▶ **Task**: From the records below, state how many lines hold the string "keys", without any other text.

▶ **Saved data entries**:
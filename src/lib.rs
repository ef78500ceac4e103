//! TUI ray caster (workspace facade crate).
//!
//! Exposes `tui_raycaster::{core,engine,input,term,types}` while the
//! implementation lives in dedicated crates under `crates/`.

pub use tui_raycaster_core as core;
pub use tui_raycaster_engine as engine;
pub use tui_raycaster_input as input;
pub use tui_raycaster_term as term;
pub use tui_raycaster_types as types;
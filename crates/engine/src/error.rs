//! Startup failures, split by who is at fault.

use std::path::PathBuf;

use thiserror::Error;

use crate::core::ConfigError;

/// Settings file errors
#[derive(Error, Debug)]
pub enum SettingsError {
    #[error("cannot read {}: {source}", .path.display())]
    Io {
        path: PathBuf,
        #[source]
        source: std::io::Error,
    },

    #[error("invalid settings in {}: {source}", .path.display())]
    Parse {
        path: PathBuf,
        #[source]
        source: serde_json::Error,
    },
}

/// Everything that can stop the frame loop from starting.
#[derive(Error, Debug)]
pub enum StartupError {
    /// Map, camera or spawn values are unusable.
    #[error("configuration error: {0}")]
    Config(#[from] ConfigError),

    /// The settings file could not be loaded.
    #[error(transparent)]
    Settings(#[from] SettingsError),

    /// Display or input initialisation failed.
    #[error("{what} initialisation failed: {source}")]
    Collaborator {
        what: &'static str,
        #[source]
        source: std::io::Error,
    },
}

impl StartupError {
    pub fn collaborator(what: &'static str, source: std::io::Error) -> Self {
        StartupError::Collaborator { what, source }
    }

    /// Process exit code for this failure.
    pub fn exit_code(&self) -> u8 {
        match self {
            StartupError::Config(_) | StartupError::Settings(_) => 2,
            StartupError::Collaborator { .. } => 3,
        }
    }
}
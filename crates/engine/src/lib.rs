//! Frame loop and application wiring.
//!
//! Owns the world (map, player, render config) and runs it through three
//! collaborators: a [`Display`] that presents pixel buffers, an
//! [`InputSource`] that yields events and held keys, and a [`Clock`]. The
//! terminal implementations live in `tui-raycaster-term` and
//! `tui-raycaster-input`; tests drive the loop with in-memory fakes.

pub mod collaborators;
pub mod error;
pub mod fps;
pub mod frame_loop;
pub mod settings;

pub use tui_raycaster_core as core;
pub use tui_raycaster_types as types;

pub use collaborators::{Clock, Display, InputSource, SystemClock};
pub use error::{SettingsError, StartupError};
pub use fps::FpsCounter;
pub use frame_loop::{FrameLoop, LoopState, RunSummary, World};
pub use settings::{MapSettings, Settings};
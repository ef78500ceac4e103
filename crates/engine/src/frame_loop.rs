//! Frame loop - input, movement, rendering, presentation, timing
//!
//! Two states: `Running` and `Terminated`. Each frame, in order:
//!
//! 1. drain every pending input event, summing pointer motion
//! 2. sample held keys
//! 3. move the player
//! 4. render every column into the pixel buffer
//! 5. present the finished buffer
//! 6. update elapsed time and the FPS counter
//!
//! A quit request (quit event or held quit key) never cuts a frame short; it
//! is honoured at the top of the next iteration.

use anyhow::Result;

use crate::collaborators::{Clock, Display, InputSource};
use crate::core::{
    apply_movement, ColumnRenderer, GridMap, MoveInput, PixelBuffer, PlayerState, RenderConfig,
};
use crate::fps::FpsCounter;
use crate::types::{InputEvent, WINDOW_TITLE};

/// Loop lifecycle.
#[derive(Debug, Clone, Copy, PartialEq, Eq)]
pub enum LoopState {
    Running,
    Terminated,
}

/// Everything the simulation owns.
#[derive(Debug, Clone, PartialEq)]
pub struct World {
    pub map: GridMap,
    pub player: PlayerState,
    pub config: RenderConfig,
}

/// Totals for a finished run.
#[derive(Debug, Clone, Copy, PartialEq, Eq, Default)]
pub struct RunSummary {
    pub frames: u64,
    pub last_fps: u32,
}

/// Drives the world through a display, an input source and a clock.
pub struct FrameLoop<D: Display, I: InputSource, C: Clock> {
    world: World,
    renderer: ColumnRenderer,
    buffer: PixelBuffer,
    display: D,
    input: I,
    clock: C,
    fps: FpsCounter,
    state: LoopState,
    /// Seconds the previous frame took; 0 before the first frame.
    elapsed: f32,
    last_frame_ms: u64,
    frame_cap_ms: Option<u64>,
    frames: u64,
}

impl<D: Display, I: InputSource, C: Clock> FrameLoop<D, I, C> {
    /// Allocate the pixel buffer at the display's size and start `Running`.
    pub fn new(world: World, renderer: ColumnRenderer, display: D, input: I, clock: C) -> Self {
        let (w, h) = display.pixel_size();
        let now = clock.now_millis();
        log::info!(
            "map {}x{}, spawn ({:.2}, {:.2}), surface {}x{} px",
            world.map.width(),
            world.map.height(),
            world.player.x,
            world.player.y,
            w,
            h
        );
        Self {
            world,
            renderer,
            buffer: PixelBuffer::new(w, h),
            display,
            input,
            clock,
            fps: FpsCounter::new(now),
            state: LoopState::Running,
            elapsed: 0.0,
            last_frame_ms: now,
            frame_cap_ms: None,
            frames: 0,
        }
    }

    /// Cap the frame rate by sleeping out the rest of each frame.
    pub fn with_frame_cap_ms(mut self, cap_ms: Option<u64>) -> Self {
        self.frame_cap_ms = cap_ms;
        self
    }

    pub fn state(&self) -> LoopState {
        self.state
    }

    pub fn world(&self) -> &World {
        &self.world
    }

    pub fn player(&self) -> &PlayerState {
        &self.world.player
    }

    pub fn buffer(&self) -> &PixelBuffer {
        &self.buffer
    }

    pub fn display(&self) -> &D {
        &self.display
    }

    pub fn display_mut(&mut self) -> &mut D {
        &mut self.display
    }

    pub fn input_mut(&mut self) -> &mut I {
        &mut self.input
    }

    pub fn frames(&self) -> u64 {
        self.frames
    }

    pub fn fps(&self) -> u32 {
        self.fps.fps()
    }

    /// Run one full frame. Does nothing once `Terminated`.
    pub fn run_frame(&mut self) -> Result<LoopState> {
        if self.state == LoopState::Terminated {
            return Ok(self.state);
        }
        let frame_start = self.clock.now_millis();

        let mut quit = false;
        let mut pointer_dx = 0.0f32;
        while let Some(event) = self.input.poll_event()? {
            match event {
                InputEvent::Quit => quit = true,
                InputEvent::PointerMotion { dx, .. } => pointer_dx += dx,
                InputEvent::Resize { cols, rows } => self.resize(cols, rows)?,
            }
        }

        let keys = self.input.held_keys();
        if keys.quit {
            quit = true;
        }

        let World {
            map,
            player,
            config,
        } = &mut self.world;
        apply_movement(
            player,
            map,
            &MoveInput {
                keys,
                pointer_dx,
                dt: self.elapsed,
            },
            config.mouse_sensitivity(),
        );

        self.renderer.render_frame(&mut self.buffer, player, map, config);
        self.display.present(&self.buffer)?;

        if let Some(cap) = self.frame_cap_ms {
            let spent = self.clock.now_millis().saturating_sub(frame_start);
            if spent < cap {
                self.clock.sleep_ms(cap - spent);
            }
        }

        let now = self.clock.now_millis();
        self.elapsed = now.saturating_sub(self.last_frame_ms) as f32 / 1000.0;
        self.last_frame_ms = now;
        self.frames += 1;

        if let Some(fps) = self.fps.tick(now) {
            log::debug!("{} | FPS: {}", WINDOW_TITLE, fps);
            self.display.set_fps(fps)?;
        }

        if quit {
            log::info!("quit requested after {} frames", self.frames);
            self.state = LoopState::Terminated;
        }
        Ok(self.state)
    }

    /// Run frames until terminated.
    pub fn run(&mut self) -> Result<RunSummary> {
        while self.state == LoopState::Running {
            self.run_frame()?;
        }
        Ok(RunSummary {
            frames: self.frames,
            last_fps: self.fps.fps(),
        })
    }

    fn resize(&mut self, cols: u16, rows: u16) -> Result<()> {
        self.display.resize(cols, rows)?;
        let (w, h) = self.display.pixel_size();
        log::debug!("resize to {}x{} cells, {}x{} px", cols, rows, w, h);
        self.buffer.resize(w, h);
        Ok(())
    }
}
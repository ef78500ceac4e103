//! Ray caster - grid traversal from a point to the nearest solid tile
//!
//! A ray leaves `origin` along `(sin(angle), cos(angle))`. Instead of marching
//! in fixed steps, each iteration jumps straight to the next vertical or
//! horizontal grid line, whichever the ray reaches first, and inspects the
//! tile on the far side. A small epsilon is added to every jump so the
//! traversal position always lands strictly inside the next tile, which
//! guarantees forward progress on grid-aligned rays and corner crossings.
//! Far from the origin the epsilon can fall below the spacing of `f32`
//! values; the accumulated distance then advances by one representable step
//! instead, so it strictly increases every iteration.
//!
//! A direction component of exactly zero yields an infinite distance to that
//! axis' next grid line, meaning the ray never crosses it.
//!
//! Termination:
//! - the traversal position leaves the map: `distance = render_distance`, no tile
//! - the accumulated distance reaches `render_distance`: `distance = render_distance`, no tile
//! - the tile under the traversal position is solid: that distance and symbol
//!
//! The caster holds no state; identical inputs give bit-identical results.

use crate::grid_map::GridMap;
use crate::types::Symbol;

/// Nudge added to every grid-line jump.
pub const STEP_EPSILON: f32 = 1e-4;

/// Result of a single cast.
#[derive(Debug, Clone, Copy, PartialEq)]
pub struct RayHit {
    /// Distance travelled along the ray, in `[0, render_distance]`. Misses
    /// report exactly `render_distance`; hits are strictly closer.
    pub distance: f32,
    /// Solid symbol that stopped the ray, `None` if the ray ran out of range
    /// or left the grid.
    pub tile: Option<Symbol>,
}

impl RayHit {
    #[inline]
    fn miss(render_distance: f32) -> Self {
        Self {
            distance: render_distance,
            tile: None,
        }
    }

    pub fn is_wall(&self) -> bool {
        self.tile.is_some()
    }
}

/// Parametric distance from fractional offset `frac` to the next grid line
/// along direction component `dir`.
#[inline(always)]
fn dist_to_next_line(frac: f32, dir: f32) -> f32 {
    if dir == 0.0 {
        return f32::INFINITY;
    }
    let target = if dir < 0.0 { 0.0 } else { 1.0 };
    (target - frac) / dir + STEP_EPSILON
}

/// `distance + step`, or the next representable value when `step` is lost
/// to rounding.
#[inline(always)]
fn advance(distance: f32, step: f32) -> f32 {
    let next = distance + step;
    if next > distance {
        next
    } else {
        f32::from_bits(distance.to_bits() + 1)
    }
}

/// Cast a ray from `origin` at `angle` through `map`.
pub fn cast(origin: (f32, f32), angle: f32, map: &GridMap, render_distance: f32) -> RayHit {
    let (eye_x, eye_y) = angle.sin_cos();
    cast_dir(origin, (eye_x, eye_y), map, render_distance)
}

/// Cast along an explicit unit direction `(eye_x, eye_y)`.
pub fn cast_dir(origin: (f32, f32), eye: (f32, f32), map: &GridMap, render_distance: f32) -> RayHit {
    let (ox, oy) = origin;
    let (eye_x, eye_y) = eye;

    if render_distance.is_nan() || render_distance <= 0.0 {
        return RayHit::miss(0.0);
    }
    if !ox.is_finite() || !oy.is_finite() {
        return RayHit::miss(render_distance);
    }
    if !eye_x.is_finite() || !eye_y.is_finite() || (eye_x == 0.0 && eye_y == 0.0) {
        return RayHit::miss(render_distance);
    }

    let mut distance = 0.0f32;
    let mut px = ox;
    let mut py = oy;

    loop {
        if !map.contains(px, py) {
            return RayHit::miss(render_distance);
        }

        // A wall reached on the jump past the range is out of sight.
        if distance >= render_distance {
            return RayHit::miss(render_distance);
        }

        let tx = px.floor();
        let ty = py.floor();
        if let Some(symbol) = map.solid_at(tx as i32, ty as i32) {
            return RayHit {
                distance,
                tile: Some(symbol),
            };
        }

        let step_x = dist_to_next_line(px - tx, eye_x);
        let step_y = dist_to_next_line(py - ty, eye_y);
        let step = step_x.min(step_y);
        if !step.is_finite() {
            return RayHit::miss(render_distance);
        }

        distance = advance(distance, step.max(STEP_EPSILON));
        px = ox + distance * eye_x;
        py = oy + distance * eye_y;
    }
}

▶ **Output**: 5